Sì al risarcimento di un danno morale ad hoc per il licenziamento vessatorio
Ristoro per la natura ingiuriosa del provvedimento pari alla metà dell’importo per la lesione psico-fisica
Nella battaglia che da anni lo “Sportello dei Diritti” svolge in favore dei lavoratori, ed in particolare per la lotta contro le vessazioni sul luogo di lavoro, riteniamo doveroso segnalare la sentenza della sezione lavoro della Corte di Cassazione 30668/11, pubblicata il 30 dicembre, che costituisce un prezioso precedente in materia di diritto al risarcimento del lavoratore illegittimamente licenziato. Così Giovanni D’Agata componente del Dipartimento Tematico Nazionale “Tutela del Consumatore” di Italia dei Valori e fondatore dello “Sportello dei Diritti”.
L’importanza della sentenza in commento è data dall’aver sostenuto il principio secondo cui al lavoratore illegittimamente licenziato spetta il risarcimento di un danno morale ad hoc, ulteriore rispetto al ristoro della lesione psicofisica patita, da ritenersi compensativo della natura ingiuriosa del provvedimento espulsivo adottato dal datore. Il tutto senza incorrere nel divieto di duplicazioni imposto in tema di danno non patrimoniale dalla giurisprudenza delle Sezioni Unite Civili della Cassazione.
I supremi giudici hanno ribadito il concetto secondo nella più recente giurisprudenza di legittimità sono rinvenibili decisioni che nonostante quanto precisato dalle Sezioni Unite con la nota sentenza 26973/08 che ha escluso la possibilità di riconoscere il cosiddetto “danno esistenziale”, nell’ordinamento in realtà avrebbe comunque ragion d’essere questa voce di danno.

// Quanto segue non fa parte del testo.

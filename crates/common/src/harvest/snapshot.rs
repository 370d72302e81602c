//! Replayable page built from captured card snapshots

use super::{Card, HarvestError, ReviewPage};
use async_trait::async_trait;
use std::time::Duration;

/// Page whose n-th `advance` reveals the n-th snapshot
///
/// Advancing past the last snapshot keeps showing it, which is how a real
/// listing looks once it has run out of reviews.
#[derive(Debug, Clone)]
pub struct SnapshotPage {
    snapshots: Vec<Vec<Card>>,
    position: usize,
    advance_delay: Duration,
}

impl SnapshotPage {
    pub fn new(snapshots: Vec<Vec<Card>>) -> Self {
        Self {
            snapshots,
            position: 0,
            advance_delay: Duration::ZERO,
        }
    }

    /// Load snapshots from a JSON array of card arrays
    pub fn from_json(json: &str) -> Result<Self, HarvestError> {
        let snapshots: Vec<Vec<Card>> =
            serde_json::from_str(json).map_err(|e| HarvestError::Page(format!("invalid snapshot file: {}", e)))?;
        Ok(Self::new(snapshots))
    }

    /// Simulated load time for every advance
    pub fn with_advance_delay(mut self, delay: Duration) -> Self {
        self.advance_delay = delay;
        self
    }
}

#[async_trait]
impl ReviewPage for SnapshotPage {
    async fn visible_cards(&mut self) -> Result<Vec<Card>, HarvestError> {
        Ok(self.snapshots.get(self.position).cloned().unwrap_or_default())
    }

    async fn advance(&mut self) -> Result<(), HarvestError> {
        if !self.advance_delay.is_zero() {
            tokio::time::sleep(self.advance_delay).await;
        }
        if self.position + 1 < self.snapshots.len() {
            self.position += 1;
        }
        Ok(())
    }
}

#[cfg(test)]
mod tests {
    use super::*;

    #[tokio::test]
    async fn test_from_json_and_replay() {
        let json = r#"[
            [{"text": "Good", "date": "1 мая 2024", "rating": 5}],
            [{"text": "Good", "date": "1 мая 2024", "rating": 5}, {"text": "Bad", "date": "2 мая 2024"}]
        ]"#;
        let mut page = SnapshotPage::from_json(json).unwrap();

        assert_eq!(page.visible_cards().await.unwrap().len(), 1);
        page.advance().await.unwrap();
        let cards = page.visible_cards().await.unwrap();
        assert_eq!(cards.len(), 2);
        assert_eq!(cards[1].rating, None);

        page.advance().await.unwrap();
        assert_eq!(page.visible_cards().await.unwrap().len(), 2);

        assert!(SnapshotPage::from_json("{}").is_err());
    }
}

Per tali ragioni, non può essere consentita nella liquidazione del danno biologico alcuna limitazione relativa ai danni morale ed esistenziale comprovati nel corso del giudizio.
Nel caso di specie, è stata infatti confermata, la valutazione della Corte d’Appello che ha liquidato il risarcimento del danno non patrimoniale ad un giornalista licenziato, peraltro un volto televisivo noto tra i cronisti sportivi.
La corte di merito ha in primo luogo stabilito il risarcimento relativo alla lesione dell’integrità psico-fisica causata dal licenziamento illegittimo, in virtù dei criteri utilizzati per il calcolo economico dell’invalidità permanente e di quella temporanea, per poi procedere alla determinazione di un diverso ed autonomo pregiudizio in stretta connessione causale con il carattere ingiurioso del licenziamento, e liquidato sulla base della metà dell’importo liquidato per la voce precedente e pari a oltre 22 mila euro, oltre al pagamento delle spese processuali da parte dello stesso datore di lavoro.
Secondo la Suprema Corte il divieto di duplicazione non risulta violato perché la ratio della decisione è volta a statuire una voce di danno che non è connessa alla malattia accertata per il dipendente licenziato.